The input of phosphorus (P) into aquatic systems can result in eutrophication that might manifest in algal blooms and oxygen deficiency and, subsequently, in a poor ecological status. Substance emission modeling on a river basin scale can help to quantify phosphorus emissions into surface water bodies and to address mitigation measures. The prerequisite is that suitable input data are available. The purpose of this study is to develop a modeling approach that allows the prediction of realistic phosphorus concentrations in surface runoff. During large-scale artificial rain experiments at 23 agricultural sites, dissolved P concentrations in surface runoff and subsurface flow were measured. The characteristics of the experimental sites were investigated by taking and analyzing soil samples and requesting information on the management from the farmers. From the data collected, two linear models were derived. The first model allows the prediction of dissolved phosphorus concentration in surface runoff from PCAL
soil content. Applying the second model, the obtained concentration in surface runoff can be transferred to a concentration in subsurface flow.
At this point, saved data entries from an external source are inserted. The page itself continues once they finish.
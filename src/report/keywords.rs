use std::collections::HashSet;

use tracing::warn;

use super::{organic, Frequency};
use crate::config::{KEYWORD_REPORT_LIMIT, STOPWORDS};
use crate::model::{KeywordReportRow, Product};
use crate::nlp::{Analyzer, PosTag};

const KEYWORD_POS: &[PosTag] = &[PosTag::CommonNoun, PosTag::ProperNoun, PosTag::ForeignScript];

/// Read-only stopword set shared by every report run.
#[derive(Debug, Clone)]
pub struct Stopwords(HashSet<String>);

impl Stopwords {
    pub fn new<I, S>(words: I) -> Self
    where
        I: IntoIterator<Item = S>,
        S: Into<String>,
    {
        Stopwords(words.into_iter().map(Into::into).collect())
    }

    pub fn contains(&self, word: &str) -> bool {
        self.0.contains(word)
    }
}

impl Default for Stopwords {
    fn default() -> Self {
        Stopwords::new(STOPWORDS.iter().copied())
    }
}

/// Keywords of one title, in title order.
pub fn title_keywords(title: &str, analyzer: &dyn Analyzer, stopwords: &Stopwords) -> anyhow::Result<Vec<String>> {
    Ok(analyzer
        .tokenize(title)?
        .into_iter()
        .filter(|t| KEYWORD_POS.contains(&t.tag) && t.char_len() > 1 && !stopwords.contains(&t.form))
        .map(|t| t.form)
        .collect())
}

/// Top keywords across organic product titles.
pub fn keyword_report(
    products: &[Product],
    analyzer: &dyn Analyzer,
    stopwords: &Stopwords,
) -> Vec<KeywordReportRow> {
    let mut freq = Frequency::default();

    for (idx, product) in organic(products).enumerate() {
        match title_keywords(&product.title, analyzer, stopwords) {
            Ok(words) => {
                for word in &words {
                    freq.add(word, idx);
                }
            }
            Err(e) => warn!("Skipping title {:?} in keyword report: {}", product.title, e),
        }
    }

    freq.ranked()
        .into_iter()
        .take(KEYWORD_REPORT_LIMIT)
        .enumerate()
        .map(|(i, e)| KeywordReportRow {
            rank: i as u32 + 1,
            keyword: e.term,
            occurrence_count: e.count,
            related_product_count: e.products,
        })
        .collect()
}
The resulting approaches were derived from realistic field experiments and, for the first time, allow the direct prediction of dissolved phosphorus concentrations in surface runoff and, in a second step, also in subsurface flow from spatially distributed PCAL
soil content data. Integrating these approaches into substance emission models can improve their accuracy and, subsequently, allows a better planning of measures for the reduction in phosphorus emissions into surface water bodies.